Im Auftrag des Gemeinwohls

Da die Vorkaufsrechtssatzung im Rahmen dieser „dringlichen Angelegenheit“ allein nicht ausreiche, wie Bierschneider gestern erklärte, müsse man in diesem Zusammenhang ebenso über eine Änderung des Flächennutzungsplans und über einen städtebaulichen Vertrag nachdenken. Einstimmig genehmigte der Gemeinderat daraufhin, die Fläche der May-Klinik vom „Sondergebiet Klinik“ in eine „Gewerbefläche samt Wohnbaufläche für ein Einheimischenprogramm“ umzuwandeln.

Ein entsprechendes Entwicklungskonzept für den geplanten Bau von Sozialwohnungen soll zusammen mit einem Städteplaner durchgeführt werden. Auch das genehmigten die Kreuther gestern einstimmig. Mit der Änderung des Flächennutzungsplans ist nun das eingetroffen, was der Investor befürchtet hatte: Eine Grundstücksnutzung im Sinne der Gemeinde. Damit ist die Fläche für den Berliner quasi „wertlos“, der an dieser Stelle ein familiengeführtes Hotel errichten wollte.
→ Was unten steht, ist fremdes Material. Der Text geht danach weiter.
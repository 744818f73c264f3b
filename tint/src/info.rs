pub struct Info {
    pub app_name: String,
    pub app_version: u32,
    pub engine_name: &'static str,
    pub engine_version: u32,
}

pub fn new(app_name: String, app_version: u32) -> Info {
    Info {
        app_name,
        app_version,
        engine_name: "tint",
        engine_version: make_version(0, 1, 0, 0),
    }
}

pub const fn make_version(variant: u32, major: u32, minor: u32, patch: u32) -> u32 {
    (variant << 29) | (major << 22) | (minor << 12) | patch
}

pub const fn split_version(version: u32) -> (u32, u32, u32) {
    ((version >> 22) & 0x7f, (version >> 12) & 0x3ff, version & 0xfff)
}

#[cfg(test)]
mod tests {
    use super::*;

    #[test]
    fn version_packs_like_vulkan() {
        let version = make_version(0, 1, 3, 7);
        assert_eq!(version, (1 << 22) | (3 << 12) | 7);
        assert_eq!(split_version(version), (1, 3, 7));
    }

    #[test]
    fn engine_is_tint() {
        let info = new(String::from("viewer"), make_version(0, 2, 0, 0));
        assert_eq!(info.engine_name, "tint");
        assert_eq!(info.app_name, "viewer");
        assert_eq!(split_version(info.app_version), (2, 0, 0));
    }
}
//! Type classification: cluster normalized signatures into a growing catalog

use serde::{Deserialize, Serialize};
use tracing::debug;

use crate::normalize::{normalize_ops, signatures_match};
use crate::types::*;

/// Prefix of sequentially assigned type names (`Type 1`, `Type 2`, ...)
pub const TYPE_NAME_PREFIX: &str = "Type ";

/// Append-only catalog of known HTLC types, in insertion order
#[derive(Debug, Clone, Default, PartialEq, Eq, Serialize, Deserialize)]
#[serde(transparent)]
pub struct TypeCatalog {
    types: Vec<HtlcType>,
}

impl TypeCatalog {
    pub fn new() -> Self {
        Self::default()
    }

    pub fn from_types(types: Vec<HtlcType>) -> Self {
        Self { types }
    }

    pub fn len(&self) -> usize {
        self.types.len()
    }

    pub fn is_empty(&self) -> bool {
        self.types.is_empty()
    }

    pub fn types(&self) -> &[HtlcType] {
        &self.types
    }

    pub fn into_types(self) -> Vec<HtlcType> {
        self.types
    }

    /// First entry (in catalog order) whose signature equals `signature`
    pub fn find(&self, signature: &[String]) -> Option<&HtlcType> {
        self.types.iter().find(|t| signatures_match(&t.ops, signature))
    }

    /// Name the next minted type would receive
    fn next_name(&self) -> String {
        format!("{}{}", TYPE_NAME_PREFIX, self.types.len() + 1)
    }
}

/// Outcome of classifying one candidate
#[derive(Debug, Clone, PartialEq, Eq)]
pub enum Classification {
    /// Signature already catalogued under this name
    Known(String),
    /// Signature was new and appended under this name
    New(String),
}

impl Classification {
    pub fn type_name(&self) -> &str {
        match self {
            Classification::Known(name) | Classification::New(name) => name,
        }
    }
}

/// RegisterType: 𝒫𝒞 × 𝒯* × Chain → 𝒯*
///
/// 1. Normalize the candidate's ops for `chain`
/// 2. First-fit scan of the catalog for an equal signature
/// 3. If none matches, append a new entry named after the catalog size
pub fn classify(
    pc: &ProcessedCandidate,
    mut catalog: TypeCatalog,
    chain: Chain,
) -> (TypeCatalog, Classification) {
    let signature = normalize_ops(&pc.ops, chain);

    if let Some(existing) = catalog.find(&signature) {
        let name = existing.name.clone();
        return (catalog, Classification::Known(name));
    }

    let name = catalog.next_name();
    debug!(
        chain = %chain,
        tx = %pc.candidate.transaction,
        length = signature.len(),
        "registered new type {}", name
    );
    catalog.types.push(HtlcType {
        name: name.clone(),
        ops: signature,
    });

    (catalog, Classification::New(name))
}

/// Classify a whole batch in order, returning the grown catalog and one
/// assignment per candidate
pub fn classify_batch(
    candidates: &[ProcessedCandidate],
    catalog: TypeCatalog,
    chain: Chain,
) -> (TypeCatalog, Vec<Classification>) {
    let mut catalog = catalog;
    let mut assignments = Vec::with_capacity(candidates.len());

    for pc in candidates {
        let (next, classification) = classify(pc, catalog, chain);
        catalog = next;
        assignments.push(classification);
    }

    (catalog, assignments)
}
//! Constants shared by the classification, extraction and correlation stages

/// Separator between an opcode mnemonic and its pushed payload in disassembled ops
pub const PAYLOAD_SEPARATOR: char = ' ';

/// Generic marker replacing every OP_0 .. OP_16 small-integer push
pub const PUSH_NUMBER_MARKER: &str = "OP_";

/// Prefix shared by all opcode mnemonics
pub const OPCODE_PREFIX: &str = "OP_";

/// Direct data pushes (`OP_DATA_1` .. `OP_DATA_75`) and length-prefixed pushes
pub const DATA_PUSH_PREFIX: &str = "OP_DATA_";
pub const PUSHDATA_PREFIX: &str = "OP_PUSHDATA";

/// Secret value emitted when the hash branch was not taken
pub const ABSENT_SECRET: &str = "none";

/// Trace token selecting the ELSE branch of an IF
pub const BRANCH_FALSE_TOKEN: &str = "0";

/// Distance of the branch selector from the end of the trace
pub const BRANCH_SELECTOR_OFFSET: usize = 2;

/// Ordered-secret scripts reveal their preimages at trace positions 15 down to 1
pub const RANGED_SECRET_FIRST: usize = 15;
pub const RANGED_SECRET_LAST: usize = 1;

/// Maximum distance between the two legs of an atomic swap: one day
pub const SWAP_WINDOW_SECS: i64 = 86_400;

/// Block timestamp layout, e.g. `2020-01-01 00:00:00 +0000 UTC`
pub const TIMESTAMP_FORMAT: &str = "%Y-%m-%d %H:%M:%S %z UTC";

/// Decred single-round SHA-256 lives at the slot other ledgers call OP_UNKNOWN192
pub const DCR_SHA256_ALIAS: &str = "OP_UNKNOWN192";
pub const DCR_BLAKE256: &str = "OP_BLAKE256";
pub const OP_SHA256: &str = "OP_SHA256";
Freie Wähler stehen geschlossen hinter Bierschneider

Im Zuge der Änderungen beschlossen die Ratsmitglieder ebenso einstimmig, das Sondergebiet „Bildung“ in Wildbad Kreuth gleich als Sondergebiet „Klinik“ in den Flächennutzungsplan mit aufzunehmen. Auch die Parkplatzfläche an der Nördlichen Hauptstraße wurde einstimmig mit aufgenommen. Eine Wortmeldung kam von Markus Wrba (FWG). An den Bürgermeister gewandt sagte er:

Unsere Fraktion steht zu 100 Prozent hinter dir und unterstützt deine Verhandlungsposition. Jeglichen Immobilien-Spekulanten geben wir keinen Raum. Wir wollen das Grundstück für unsere Einheimischen.

Der potentielle Investor erklärt dagegen auf Nachfrage, den Kaufvertrag – wie angekündigt – in den kommenden zwei Wochen unterschreiben zu wollen. Man sei derzeit noch in Abstimmungen mit den Verantwortlichen der Cooley-Gruppe, denen das Areal gehört. Doch die Verträge seien, so der Berliner, entworfen. Und er kündigt an: “Ich kaufe die May-Klinik trotzdem”.